As if the prevalence of ACL injuries wasn’t enough, check out this thought-provoking piece about UCLA’s Lauren Holiday, who’s had six head injuries in her two years as a Bruin:
Holiday thinks she has suffered at least six head injuries. Her coach and a member of the UCLA sports information staff, sitting nearby, help fill in some of the blanks.
She sustained her two most recent concussions late last year, including a season-ending injury against crosstown rival USC in December. Knocked off balance by a screen, she was kneed in the head by an opposing player as she fell toward the floor.
Almost immediately, Holiday says, she saw a flash of red lights and knew it was bad. She had seen those lights for the first time about 13 months earlier, the result of another collision.
After that, she had persevered through a long, hard journey back to competition. Yet there she was once more, a crumpled heap on the floor.
She knew right away she was in for a setback, but didn’t realize that she once again would be sidelined indefinitely.
Holiday’s college career is an embodiment of statistics that don’t get much publicity. Sports concussions and their damaging effects have been in the news in recent years, but often the attention has been focused on football. Their impact in women’s sports hasn’t generated nearly as many headlines.

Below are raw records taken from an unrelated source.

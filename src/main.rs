use std::net::SocketAddr;
use std::sync::Arc;

use channel_relay::adapters::http::app_router;
use channel_relay::config::AppConfig;
use channel_relay::context::ServerContext;
use tracing_subscriber::EnvFilter;

fn main() -> Result<(), Box<dyn std::error::Error>> {
    let config = AppConfig::load()?;
    config.validate()?;
    init_tracing(&config);

    let runtime = tokio::runtime::Builder::new_multi_thread()
        .worker_threads(config.server.workers)
        .enable_all()
        .build()?;

    runtime.block_on(serve(config))
}

fn init_tracing(config: &AppConfig) {
    let filter = EnvFilter::try_from_default_env()
        .unwrap_or_else(|_| EnvFilter::new(&config.server.log_level));

    if config.is_production() {
        tracing_subscriber::fmt().json().with_env_filter(filter).init();
    } else {
        tracing_subscriber::fmt().with_env_filter(filter).init();
    }
}

async fn serve(config: AppConfig) -> Result<(), Box<dyn std::error::Error>> {
    let addr = config.server.socket_addr()?;
    let context = Arc::new(ServerContext::from_config(&config)?);
    let app = app_router(context);

    let listener = tokio::net::TcpListener::bind(addr).await?;
    tracing::info!(
        %addr,
        workers = config.server.workers,
        environment = ?config.server.environment,
        "Channel relay listening"
    );

    axum::serve(
        listener,
        app.into_make_service_with_connect_info::<SocketAddr>(),
    )
    .with_graceful_shutdown(shutdown_signal())
    .await?;

    tracing::info!("Channel relay stopped");
    Ok(())
}

async fn shutdown_signal() {
    if let Err(e) = tokio::signal::ctrl_c().await {
        tracing::error!(error = %e, "Failed to listen for shutdown signal");
        std::future::pending::<()>().await;
    }
    tracing::info!("Shutdown signal received");
}
use async_trait::async_trait;
use http::StatusCode;
use std::sync::Arc;

use crate::ports::{RateLimitKey, RateLimitResult, RateLimiter};

use super::super::{HandshakeNext, HandshakeOutcome, HandshakeRequest, PipelineError, PipelineStage};

/// Per-address limit on handshakes.
pub struct ConnectionRateLimitStage {
    limiter: Arc<dyn RateLimiter>,
}

impl ConnectionRateLimitStage {
    pub fn new(limiter: Arc<dyn RateLimiter>) -> Self {
        Self { limiter }
    }
}

/// Client address, preferring proxy headers over the socket peer.
fn client_ip(request: &HandshakeRequest) -> Option<String> {
    if let Some(forwarded) = request
        .headers
        .get("x-forwarded-for")
        .and_then(|h| h.to_str().ok())
    {
        if let Some(first) = forwarded.split(',').next() {
            return Some(first.trim().to_string());
        }
    }
    if let Some(real_ip) = request.headers.get("x-real-ip").and_then(|h| h.to_str().ok()) {
        return Some(real_ip.to_string());
    }
    request.remote_addr.map(|addr| addr.ip().to_string())
}

#[async_trait]
impl PipelineStage for ConnectionRateLimitStage {
    fn name(&self) -> &'static str {
        "connection_rate_limit"
    }

    async fn process_handshake(
        &self,
        request: HandshakeRequest,
        next: HandshakeNext<'_>,
    ) -> Result<HandshakeOutcome, PipelineError> {
        if let Some(ip) = client_ip(&request) {
            match self.limiter.check(&RateLimitKey::ip(&ip)).await {
                Ok(RateLimitResult::Denied(denied)) => {
                    tracing::info!(ip = %ip, retry_after_secs = denied.retry_after_secs, "Handshake rate limited");
                    return Ok(HandshakeOutcome::rejected(
                        StatusCode::TOO_MANY_REQUESTS,
                        "Too many connection attempts",
                    ));
                }
                Ok(RateLimitResult::Allowed(_)) => {}
                Err(e) => tracing::warn!(ip = %ip, error = %e, "Rate limiter unavailable"),
            }
        }
        next.run(request).await
    }
}
//! Channel Relay - Channel-based publish/subscribe over WebSockets.
//!
//! Clients subscribe to named channels and receive every event published
//! to them. Channel type follows from the name: `private-` channels need a
//! signed grant, `presence-` channels also track who is subscribed, and
//! everything else is public.

pub mod adapters;
pub mod application;
pub mod config;
pub mod context;
pub mod domain;
pub mod ports;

Women who play basketball and soccer at the high school and college levels are far more likely to sustain a concussion than their male counterparts, according to a 2013 study by the American Academy of Neurology. In high school basketball, they are more than five times as likely — .60 in 1,000 games compared to .11 for males. In college, the ratio is nearly two to one.
Studies have also shown that each concussion increases the risk of another, and multiple injuries increase the risk of prolonged symptoms.